Mario Rodrigues (1885-1930)

“O cerne da obra do Mario é a preocupação com o Brasil, o que acabou influindo em todos os filhos. ‘Lábio’, o primeiro poema publicado de Mario Rodrigues, já trazia as obsessões que irão se fixar na obra do Nelson. Como jornalista, ele também criou nos filhos o gosto por um estilo bombástico, com manchetes arrasadoras”

Roberto Rodrigues (1906-1929)

“Era o artista da casa. Considerado um dos maiores desenhistas das Américas, foi um dos principais introdutores do modernismo tanto nas artes, como no jornalismo. O jornal que criou, ‘Jazz’, encarnava o ‘espírito moderno’. Era um crítico ferrenho das Escolas de Belas Artes. Mesmo assim, fez a escola abrir as portas a Candido Portinari, tamanho o seu prestígio. Seus desenhos estão na base da dramaturgia de Nelson”

Mario Filho (1908-1966)

“O jornalista criou as condições para que o Brasil ficasse conhecido como o país do futebol. É o primeiro a perceber a paixão do brasileiro pelo futebol e o seu potencial como esporte de massas. Todas as primeiras entrevistas com os jogadores na imprensa e todo o processo de profissionalização do futebol passam por Mario Filho. Consagrou o termo FlaXFlu”
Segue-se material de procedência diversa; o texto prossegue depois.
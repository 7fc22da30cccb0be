//! MetaImage (.mha) reading and writing.
//!
//! The writer emits an ASCII `Key = Value` header followed by the raw
//! `f32` payload in host byte order; the reader accepts either byte order,
//! swapping when the `BinaryDataByteOrderMSB` flag disagrees with the host.
//! Only uncompressed, local-data `MET_FLOAT` images with identity
//! orientation are supported.

use byteorder::{BigEndian, ByteOrder, LittleEndian, NativeEndian};
use gamma_core::{DataOffset, DataSize, DataSpacing, ImageData, ImageError};
use std::fs::File;
use std::io::{self, BufRead, BufReader, BufWriter, Read, Write};
use std::path::Path;
use thiserror::Error;

#[derive(Error, Debug)]
pub enum MetaImageError {
    #[error("I/O error: {0}")]
    Io(#[from] io::Error),
    #[error("invalid MetaImage header: {0}")]
    Header(String),
    #[error("unsupported MetaImage feature: {0}")]
    Unsupported(String),
    #[error("data truncated: expected {expected} bytes of voxel data")]
    Truncated { expected: usize },
    #[error("invalid image geometry: {0}")]
    Image(#[from] ImageError),
}

/// Write an image to a MetaImage file.
pub fn write_meta_image(img: &ImageData, path: impl AsRef<Path>) -> Result<(), MetaImageError> {
    let mut file = BufWriter::new(File::create(path)?);
    write_meta_image_to(img, &mut file)?;
    file.flush()?;
    Ok(())
}

/// Write an image as MetaImage header + payload to a writer.
pub fn write_meta_image_to<W: Write>(img: &ImageData, writer: &mut W) -> Result<(), MetaImageError> {
    let size = img.size();
    let offset = img.offset();
    let mut spacing = img.spacing();
    // a frames spacing of 0 (2D image in the 3D container) is invalid for
    // MetaImage viewers
    if spacing.frames == 0.0 {
        spacing.frames = 1.0;
    }

    let msb = if cfg!(target_endian = "big") { "True" } else { "False" };

    write!(
        writer,
        "ObjectType = Image\n\
         NDims = 3\n\
         DimSize = {} {} {}\n\
         Offset = {} {} {}\n\
         ElementSpacing = {} {} {}\n\
         Orientation = 1 0 0 0 1 0 0 0 1\n\
         BinaryData = True\n\
         BinaryDataByteOrderMSB = {}\n\
         CompressedData = False\n\
         ElementType = MET_FLOAT\n\
         ElementDataFile = LOCAL\n",
        size.columns,
        size.rows,
        size.frames,
        offset.columns,
        offset.rows,
        offset.frames,
        spacing.columns,
        spacing.rows,
        spacing.frames,
        msb,
    )?;

    let mut payload = vec![0u8; img.len() * 4];
    NativeEndian::write_f32_into(img.data(), &mut payload);
    writer.write_all(&payload)?;
    Ok(())
}

/// Read an image from a MetaImage file.
pub fn read_meta_image(path: impl AsRef<Path>) -> Result<ImageData, MetaImageError> {
    let mut file = BufReader::new(File::open(path)?);
    read_meta_image_from(&mut file)
}

fn parse_triplet<T: std::str::FromStr>(key: &str, value: &str) -> Result<[T; 3], MetaImageError> {
    let mut parts = value.split_whitespace();
    let mut out = Vec::with_capacity(3);
    for _ in 0..3 {
        let part = parts
            .next()
            .ok_or_else(|| MetaImageError::Header(format!("{key} needs 3 values")))?;
        let parsed = part
            .parse::<T>()
            .map_err(|_| MetaImageError::Header(format!("invalid {key} value '{part}'")))?;
        out.push(parsed);
    }
    if parts.next().is_some() {
        return Err(MetaImageError::Header(format!("{key} needs exactly 3 values")));
    }
    match out.try_into() {
        Ok(arr) => Ok(arr),
        Err(_) => Err(MetaImageError::Header(format!("{key} needs 3 values"))),
    }
}

/// Read MetaImage header + payload from a reader.
pub fn read_meta_image_from<R: BufRead>(reader: &mut R) -> Result<ImageData, MetaImageError> {
    let mut dim_size: Option<[u32; 3]> = None;
    let mut offset = [0.0f32; 3];
    let mut spacing = [1.0f32; 3];
    let mut msb = false;

    loop {
        let mut line = String::new();
        if reader.read_line(&mut line)? == 0 {
            return Err(MetaImageError::Header("header ended before ElementDataFile".into()));
        }
        let line = line.trim_end_matches(['\n', '\r']);
        let (key, value) = line
            .split_once('=')
            .ok_or_else(|| MetaImageError::Header(format!("malformed line '{line}'")))?;
        let key = key.trim();
        let value = value.trim();

        match key {
            "ObjectType" => {
                if value != "Image" {
                    return Err(MetaImageError::Unsupported(format!("ObjectType {value}")));
                }
            }
            "NDims" => {
                if value != "3" {
                    return Err(MetaImageError::Unsupported(format!("NDims {value}")));
                }
            }
            "DimSize" => dim_size = Some(parse_triplet::<u32>(key, value)?),
            "Offset" => offset = parse_triplet::<f32>(key, value)?,
            "ElementSpacing" => spacing = parse_triplet::<f32>(key, value)?,
            "BinaryData" => {
                if value != "True" {
                    return Err(MetaImageError::Unsupported("ASCII element data".into()));
                }
            }
            "BinaryDataByteOrderMSB" | "ElementByteOrderMSB" => msb = value == "True",
            "CompressedData" => {
                if value != "False" {
                    return Err(MetaImageError::Unsupported("compressed element data".into()));
                }
            }
            "ElementType" => {
                if value != "MET_FLOAT" {
                    return Err(MetaImageError::Unsupported(format!("ElementType {value}")));
                }
            }
            "ElementDataFile" => {
                if value != "LOCAL" {
                    return Err(MetaImageError::Unsupported(format!(
                        "external ElementDataFile {value}"
                    )));
                }
                break;
            }
            // Orientation and any other metadata are not interpreted
            _ => {}
        }
    }

    let [columns, rows, frames] =
        dim_size.ok_or_else(|| MetaImageError::Header("missing DimSize".into()))?;
    let size = DataSize::new(frames, rows, columns);

    let expected = size.total() * 4;
    let mut payload = vec![0u8; expected];
    reader.read_exact(&mut payload).map_err(|e| {
        if e.kind() == io::ErrorKind::UnexpectedEof {
            MetaImageError::Truncated { expected }
        } else {
            MetaImageError::Io(e)
        }
    })?;

    let mut data = vec![0.0f32; size.total()];
    if msb {
        BigEndian::read_f32_into(&payload, &mut data);
    } else {
        LittleEndian::read_f32_into(&payload, &mut data);
    }

    Ok(ImageData::new(
        data,
        size,
        DataOffset::new(offset[2], offset[1], offset[0]),
        DataSpacing::new(spacing[2], spacing[1], spacing[0]),
    )?)
}
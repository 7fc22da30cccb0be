//! Plain-text rendering of nested images, used by the command line tools.

fn value_to_string(value: f32, precision: Option<usize>) -> String {
    if value.is_nan() {
        return "nan".into();
    }
    if value.is_infinite() {
        return if value > 0.0 { "inf".into() } else { "-inf".into() };
    }
    match precision {
        Some(p) => format!("{value:.p$}"),
        None => format!("{value}"),
    }
}

fn row_to_string(row: &[f32], precision: Option<usize>) -> String {
    let items: Vec<String> = row.iter().map(|&v| value_to_string(v, precision)).collect();
    format!("[{}]", items.join(", "))
}

/// Render a nested 2D image, one row per line.
pub fn image_2d_to_string(image: &[Vec<f32>], precision: Option<usize>) -> String {
    let rows: Vec<String> = image.iter().map(|r| row_to_string(r, precision)).collect();
    format!("[{}]", rows.join(",\n "))
}

/// Render a nested 3D image, frames separated by blank-indented rows.
pub fn image_3d_to_string(image: &[Vec<Vec<f32>>], precision: Option<usize>) -> String {
    let frames: Vec<String> = image
        .iter()
        .map(|frame| {
            let rows: Vec<String> = frame.iter().map(|r| row_to_string(r, precision)).collect();
            format!("[{}]", rows.join(",\n  "))
        })
        .collect();
    format!("[{}]", frames.join(",\n "))
}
Joffre Rodrigues (1915-1937)

“Era o poeta da família, o mais derramado e humorado. Jornalista conhecido por seu texto lírico, entrevistou os maiores sambistas de sua época, subiu o morro com Lamartine Babo e acompanhou Noel Rosa gravar ‘Com que roupa’ no estúdio. Creio que não faz sentido separar as reportagens policiais e culturais que Joffre e Nelson escreveram juntos. Foi uma conspiração entre eles para o surgimento do rodriguiano como um caminho estético”

Nelson Rodrigues (1912-1980)

“Por meio do teatro, ele vai apresentar uma linguagem genuína brasileira, que já vinha sendo trabalhada havia longos anos pelos Rodrigues, desde o patriarca Mario. A criação deste instrumento da linguagem (o teatro) vai se constituir como a principal colaboração deles às artes de um modo geral. Mas, enquanto não houver também um tratamento condigno com a obra em prosa de Nelson Rodrigues, sua obra seguirá sendo negligenciada”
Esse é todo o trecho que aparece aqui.